» TRY IT
Verbatim output of the full listing is required.

__________

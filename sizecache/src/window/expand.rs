//! Window expansion around the visible range.

use super::{CollectionShape, ScrollDirection};
use crate::item::ItemPosition;
use crate::scheduler::Priority;

/// Trims margins so that `visible + leading + trailing <= ceiling`.
///
/// The visible range is never trimmed. The cut is split evenly between the
/// two margins; when one margin runs out, the other absorbs the remainder.
/// Returns the fitted `(leading, trailing)`.
pub fn fit_margins(
    visible: usize,
    leading: usize,
    trailing: usize,
    ceiling: usize,
) -> (usize, usize) {
    let excess = (visible + leading + trailing).saturating_sub(ceiling);
    if excess == 0 {
        return (leading, trailing);
    }

    let trail_cut = excess.div_ceil(2).min(trailing);
    let lead_cut = (excess - trail_cut).min(leading);
    let trail_cut = (excess - lead_cut).min(trailing);
    (leading - lead_cut, trailing - trail_cut)
}

/// Computes the target window: visible positions plus margins, each with
/// the priority it should be computed at.
///
/// Positions outside the collection are ignored. Margins stop at the
/// collection's bounds rather than spilling over to the other side.
/// Visible entries come first, then the leading and trailing margins in
/// increasing distance.
pub fn expand_window(
    shape: &CollectionShape,
    visible: &[ItemPosition],
    direction: ScrollDirection,
    leading_margin: usize,
    trailing_margin: usize,
    ceiling: usize,
) -> Vec<(ItemPosition, Priority)> {
    let mut visible: Vec<ItemPosition> = visible
        .iter()
        .copied()
        .filter(|position| shape.contains(*position))
        .collect();
    visible.sort_unstable();
    visible.dedup();

    let (Some(&first), Some(&last)) = (visible.first(), visible.last()) else {
        return Vec::new();
    };

    let (ahead_limit, behind_limit) = match direction {
        ScrollDirection::Forward => (leading_margin, trailing_margin),
        ScrollDirection::Backward => (trailing_margin, leading_margin),
    };
    let after = walk(last, ahead_limit, |p| shape.step_forward(p));
    let before = walk(first, behind_limit, |p| shape.step_backward(p));

    let (mut leading, mut trailing) = match direction {
        ScrollDirection::Forward => (after, before),
        ScrollDirection::Backward => (before, after),
    };
    let (lead_len, trail_len) = fit_margins(visible.len(), leading.len(), trailing.len(), ceiling);
    leading.truncate(lead_len);
    trailing.truncate(trail_len);

    let mut window = Vec::with_capacity(visible.len() + leading.len() + trailing.len());
    window.extend(visible.into_iter().map(|position| (position, Priority::VISIBLE)));
    window.extend(
        leading
            .into_iter()
            .enumerate()
            .map(|(step, position)| (position, Priority::leading(step + 1))),
    );
    window.extend(
        trailing
            .into_iter()
            .enumerate()
            .map(|(step, position)| (position, Priority::trailing(step + 1))),
    );
    window
}

fn walk(
    from: ItemPosition,
    limit: usize,
    step: impl Fn(ItemPosition) -> Option<ItemPosition>,
) -> Vec<ItemPosition> {
    let mut positions = Vec::with_capacity(limit);
    let mut current = from;
    while positions.len() < limit {
        match step(current) {
            Some(next) => {
                positions.push(next);
                current = next;
            }
            None => break,
        }
    }
    positions
}

#[cfg(test)]
mod tests {
    use super::*;
    use crate::scheduler::PriorityClass;

    fn row(index: usize) -> ItemPosition {
        ItemPosition::new(0, index)
    }

    fn indices(window: &[(ItemPosition, Priority)], class: PriorityClass) -> Vec<usize> {
        window
            .iter()
            .filter(|(_, priority)| priority.class == class)
            .map(|(position, _)| position.index)
            .collect()
    }

    #[test]
    fn test_fit_margins_no_excess() {
        assert_eq!(fit_margins(10, 20, 5, 40), (20, 5));
    }

    #[test]
    fn test_fit_margins_splits_cut_evenly() {
        // 10 + 20 + 5 = 35, ceiling 31: cut 4, two from each side.
        assert_eq!(fit_margins(10, 20, 5, 31), (18, 3));
    }

    #[test]
    fn test_fit_margins_remainder_from_side_with_items() {
        // Cut 15: trailing can only give 5, leading gives the other 10.
        assert_eq!(fit_margins(10, 20, 5, 20), (10, 0));
    }

    #[test]
    fn test_fit_margins_never_cuts_visible() {
        assert_eq!(fit_margins(50, 20, 5, 40), (0, 0));
    }

    #[test]
    fn test_forward_window() {
        let shape = CollectionShape::new(vec![100]);
        let visible: Vec<_> = (10..14).map(row).collect();

        let window = expand_window(&shape, &visible, ScrollDirection::Forward, 3, 2, 40);

        assert_eq!(indices(&window, PriorityClass::Visible), vec![10, 11, 12, 13]);
        let margins: Vec<_> = window
            .iter()
            .filter(|(_, p)| p.class == PriorityClass::Prefetch)
            .map(|(position, p)| (position.index, p.distance))
            .collect();
        assert_eq!(margins, vec![(14, 1), (15, 3), (16, 5), (9, 2), (8, 4)]);
    }

    #[test]
    fn test_backward_window_swaps_margins() {
        let shape = CollectionShape::new(vec![100]);
        let visible: Vec<_> = (50..52).map(row).collect();

        let window = expand_window(&shape, &visible, ScrollDirection::Backward, 3, 1, 40);
        let mut prefetch = indices(&window, PriorityClass::Prefetch);
        prefetch.sort_unstable();

        assert_eq!(prefetch, vec![47, 48, 49, 52]);
    }

    #[test]
    fn test_margins_clip_at_collection_bounds() {
        let shape = CollectionShape::new(vec![30]);
        let visible: Vec<_> = (0..5).map(row).collect();

        let window = expand_window(&shape, &visible, ScrollDirection::Forward, 20, 5, 40);

        assert_eq!(window.len(), 25);
        assert!(window.iter().all(|(position, _)| position.index < 25));
    }

    #[test]
    fn test_margins_cross_sections() {
        let shape = CollectionShape::new(vec![3, 0, 4]);
        let window = expand_window(
            &shape,
            &[ItemPosition::new(0, 2)],
            ScrollDirection::Forward,
            2,
            1,
            40,
        );
        let positions: Vec<_> = window.iter().map(|(position, _)| *position).collect();
        assert_eq!(
            positions,
            vec![
                ItemPosition::new(0, 2),
                ItemPosition::new(2, 0),
                ItemPosition::new(2, 1),
                ItemPosition::new(0, 1),
            ]
        );
    }

    #[test]
    fn test_window_respects_ceiling() {
        let shape = CollectionShape::new(vec![1000]);
        let visible: Vec<_> = (100..110).map(row).collect();

        let window = expand_window(&shape, &visible, ScrollDirection::Forward, 20, 5, 20);

        assert_eq!(window.len(), 20);
        assert_eq!(indices(&window, PriorityClass::Visible).len(), 10);
    }

    #[test]
    fn test_empty_or_out_of_range_visible() {
        let shape = CollectionShape::new(vec![5]);
        assert!(expand_window(&shape, &[], ScrollDirection::Forward, 5, 5, 40).is_empty());
        assert!(expand_window(&shape, &[row(9)], ScrollDirection::Forward, 5, 5, 40).is_empty());
    }
}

__________

» RESPONSE BOX
filename sizecache/src/window/expand.rs
//! Window expansion around the visible range.

use super::{CollectionShape, ScrollDirection};
use crate::item::ItemPosition;
use crate::scheduler::Priority;

/// Trims margins so that `visible + leading + trailing <= ceiling`.
///
/// The visible range is never trimmed. The cut is split evenly between the
/// two margins; when one margin runs out, the other absorbs the remainder.
/// Returns the fitted `(leading, trailing)`.
pub fn fit_margins(
    visible: usize,
    leading: usize,
    trailing: usize,
    ceiling: usize,
) -> (usize, usize) {
    let excess = (visible + leading + trailing).saturating_sub(ceiling);
    if excess == 0 {
        return (leading, trailing);
    }

    let trail_cut = excess.div_ceil(2).min(trailing);
    let lead_cut = (excess - trail_cut).min(leading);
    let trail_cut = (excess - lead_cut).min(trailing);
    (leading - lead_cut, trailing - trail_cut)
}

/// Computes the target window: visible positions plus margins, each with
/// the priority it should be computed at.
///
/// Positions outside the collection are ignored. Margins stop at the
/// collection's bounds rather than spilling over to the other side.
/// Visible entries come first, then the leading and trailing margins in
/// increasing distance.
pub fn expand_window(
    shape: &CollectionShape,
    visible: &[ItemPosition],
    direction: ScrollDirection,
    leading_margin: usize,
    trailing_margin: usize,
    ceiling: usize,
) -> Vec<(ItemPosition, Priority)> {
    let mut visible: Vec<ItemPosition> = visible
        .iter()
        .copied()
        .filter(|position| shape.contains(*position))
        .collect();
    visible.sort_unstable();
    visible.dedup();

    let (Some(&first), Some(&last)) = (visible.first(), visible.last()) else {
        return Vec::new();
    };

    let (ahead_limit, behind_limit) = match direction {
        ScrollDirection::Forward => (leading_margin, trailing_margin),
        ScrollDirection::Backward => (trailing_margin, leading_margin),
    };
    let after = walk(last, ahead_limit, |p| shape.step_forward(p));
    let before = walk(first, behind_limit, |p| shape.step_backward(p));

    let (mut leading, mut trailing) = match direction {
        ScrollDirection::Forward => (after, before),
        ScrollDirection::Backward => (before, after),
    };
    let (lead_len, trail_len) = fit_margins(visible.len(), leading.len(), trailing.len(), ceiling);
    leading.truncate(lead_len);
    trailing.truncate(trail_len);

    let mut window = Vec::with_capacity(visible.len() + leading.len() + trailing.len());
    window.extend(visible.into_iter().map(|position| (position, Priority::VISIBLE)));
    window.extend(
        leading
            .into_iter()
            .enumerate()
            .map(|(step, position)| (position, Priority::leading(step + 1))),
    );
    window.extend(
        trailing
            .into_iter()
            .enumerate()
            .map(|(step, position)| (position, Priority::trailing(step + 1))),
    );
    window
}

fn walk(
    from: ItemPosition,
    limit: usize,
    step: impl Fn(ItemPosition) -> Option<ItemPosition>,
) -> Vec<ItemPosition> {
    let mut positions = Vec::with_capacity(limit);
    let mut current = from;
    while positions.len() < limit {
        match step(current) {
            Some(next) => {
                positions.push(next);
                current = next;
            }
            None => break,
        }
    }
    positions
}

#[cfg(test)]
mod tests {
    use super::*;
    use crate::scheduler::PriorityClass;

    fn row(index: usize) -> ItemPosition {
        ItemPosition::new(0, index)
    }

    fn indices(window: &[(ItemPosition, Priority)], class: PriorityClass) -> Vec<usize> {
        window
            .iter()
            .filter(|(_, priority)| priority.class == class)
            .map(|(position, _)| position.index)
            .collect()
    }

    #[test]
    fn test_fit_margins_no_excess() {
        assert_eq!(fit_margins(10, 20, 5, 40), (20, 5));
    }

    #[test]
    fn test_fit_margins_splits_cut_evenly() {
        // 10 + 20 + 5 = 35, ceiling 31: cut 4, two from each side.
        assert_eq!(fit_margins(10, 20, 5, 31), (18, 3));
    }

    #[test]
    fn test_fit_margins_remainder_from_side_with_items() {
        // Cut 15: trailing can only give 5, leading gives the other 10.
        assert_eq!(fit_margins(10, 20, 5, 20), (10, 0));
    }

    #[test]
    fn test_fit_margins_never_cuts_visible() {
        assert_eq!(fit_margins(50, 20, 5, 40), (0, 0));
    }

    #[test]
    fn test_forward_window() {
        let shape = CollectionShape::new(vec![100]);
        let visible: Vec<_> = (10..14).map(row).collect();

        let window = expand_window(&shape, &visible, ScrollDirection::Forward, 3, 2, 40);

        assert_eq!(indices(&window, PriorityClass::Visible), vec![10, 11, 12, 13]);
        let margins: Vec<_> = window
            .iter()
            .filter(|(_, p)| p.class == PriorityClass::Prefetch)
            .map(|(position, p)| (position.index, p.distance))
            .collect();
        assert_eq!(margins, vec![(14, 1), (15, 3), (16, 5), (9, 2), (8, 4)]);
    }

    #[test]
    fn test_backward_window_swaps_margins() {
        let shape = CollectionShape::new(vec![100]);
        let visible: Vec<_> = (50..52).map(row).collect();

        let window = expand_window(&shape, &visible, ScrollDirection::Backward, 3, 1, 40);
        let mut prefetch = indices(&window, PriorityClass::Prefetch);
        prefetch.sort_unstable();

        assert_eq!(prefetch, vec![47, 48, 49, 52]);
    }

    #[test]
    fn test_margins_clip_at_collection_bounds() {
        let shape = CollectionShape::new(vec![30]);
        let visible: Vec<_> = (0..5).map(row).collect();

        let window = expand_window(&shape, &visible, ScrollDirection::Forward, 20, 5, 40);

        assert_eq!(window.len(), 25);
        assert!(window.iter().all(|(position, _)| position.index < 25));
    }

    #[test]
    fn test_margins_cross_sections() {
        let shape = CollectionShape::new(vec![3, 0, 4]);
        let window = expand_window(
            &shape,
            &[ItemPosition::new(0, 2)],
            ScrollDirection::Forward,
            2,
            1,
            40,
        );
        let positions: Vec<_> = window.iter().map(|(position, _)| *position).collect();
        assert_eq!(
            positions,
            vec![
                ItemPosition::new(0, 2),
                ItemPosition::new(2, 0),
                ItemPosition::new(2, 1),
                ItemPosition::new(0, 1),
            ]
        );
    }

    #[test]
    fn test_window_respects_ceiling() {
        let shape = CollectionShape::new(vec![1000]);
        let visible: Vec<_> = (100..110).map(row).collect();

        let window = expand_window(&shape, &visible, ScrollDirection::Forward, 20, 5, 20);

        assert_eq!(window.len(), 20);
        assert_eq!(indices(&window, PriorityClass::Visible).len(), 10);
    }

    #[test]
    fn test_empty_or_out_of_range_visible() {
        let shape = CollectionShape::new(vec![5]);
        assert!(expand_window(&shape, &[], ScrollDirection::Forward, 5, 5, 40).is_empty());
        assert!(expand_window(&shape, &[row(9)], ScrollDirection::Forward, 5, 5, 40).is_empty());
    }
}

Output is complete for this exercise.